**TASK INSTRUCTIONS:** A line below contains "use rand::seq::IndexedRandom;", and a later one contains "name it overrides.". Repeat both, with every line between them, exactly.

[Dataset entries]
Content starts

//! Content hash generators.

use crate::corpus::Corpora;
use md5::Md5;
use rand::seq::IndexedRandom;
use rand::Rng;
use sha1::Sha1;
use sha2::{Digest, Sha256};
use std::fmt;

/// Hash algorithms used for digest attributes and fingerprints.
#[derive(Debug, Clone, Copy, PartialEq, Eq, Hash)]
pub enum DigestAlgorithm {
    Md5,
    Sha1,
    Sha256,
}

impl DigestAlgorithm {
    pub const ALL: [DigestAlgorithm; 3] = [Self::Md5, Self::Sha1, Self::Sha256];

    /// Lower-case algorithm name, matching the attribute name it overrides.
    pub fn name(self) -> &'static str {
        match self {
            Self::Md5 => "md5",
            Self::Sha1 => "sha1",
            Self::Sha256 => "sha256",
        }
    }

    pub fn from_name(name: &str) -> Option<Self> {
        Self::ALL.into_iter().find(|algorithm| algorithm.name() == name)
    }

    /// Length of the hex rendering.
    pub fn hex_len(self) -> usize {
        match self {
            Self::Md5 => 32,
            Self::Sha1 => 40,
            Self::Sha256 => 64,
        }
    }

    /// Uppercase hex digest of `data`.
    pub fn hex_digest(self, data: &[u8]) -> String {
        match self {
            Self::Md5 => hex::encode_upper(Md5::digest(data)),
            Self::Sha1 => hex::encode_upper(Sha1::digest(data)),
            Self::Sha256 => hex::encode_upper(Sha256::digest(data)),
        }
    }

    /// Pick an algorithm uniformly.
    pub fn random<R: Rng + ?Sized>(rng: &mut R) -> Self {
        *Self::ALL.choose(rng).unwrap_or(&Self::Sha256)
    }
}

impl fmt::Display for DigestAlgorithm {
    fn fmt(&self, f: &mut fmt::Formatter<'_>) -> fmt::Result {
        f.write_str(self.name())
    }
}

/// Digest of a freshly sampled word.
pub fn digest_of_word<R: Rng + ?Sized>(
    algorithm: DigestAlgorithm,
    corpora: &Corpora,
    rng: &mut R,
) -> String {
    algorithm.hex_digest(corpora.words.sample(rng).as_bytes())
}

Content ends

**OUTPUT FOR THIS TASK:**
use rand::seq::IndexedRandom;
use rand::Rng;
use sha1::Sha1;
use sha2::{Digest, Sha256};
use std::fmt;

/// Hash algorithms used for digest attributes and fingerprints.
#[derive(Debug, Clone, Copy, PartialEq, Eq, Hash)]
pub enum DigestAlgorithm {
    Md5,
    Sha1,
    Sha256,
}

impl DigestAlgorithm {
    pub const ALL: [DigestAlgorithm; 3] = [Self::Md5, Self::Sha1, Self::Sha256];

    /// Lower-case algorithm name, matching the attribute name it overrides.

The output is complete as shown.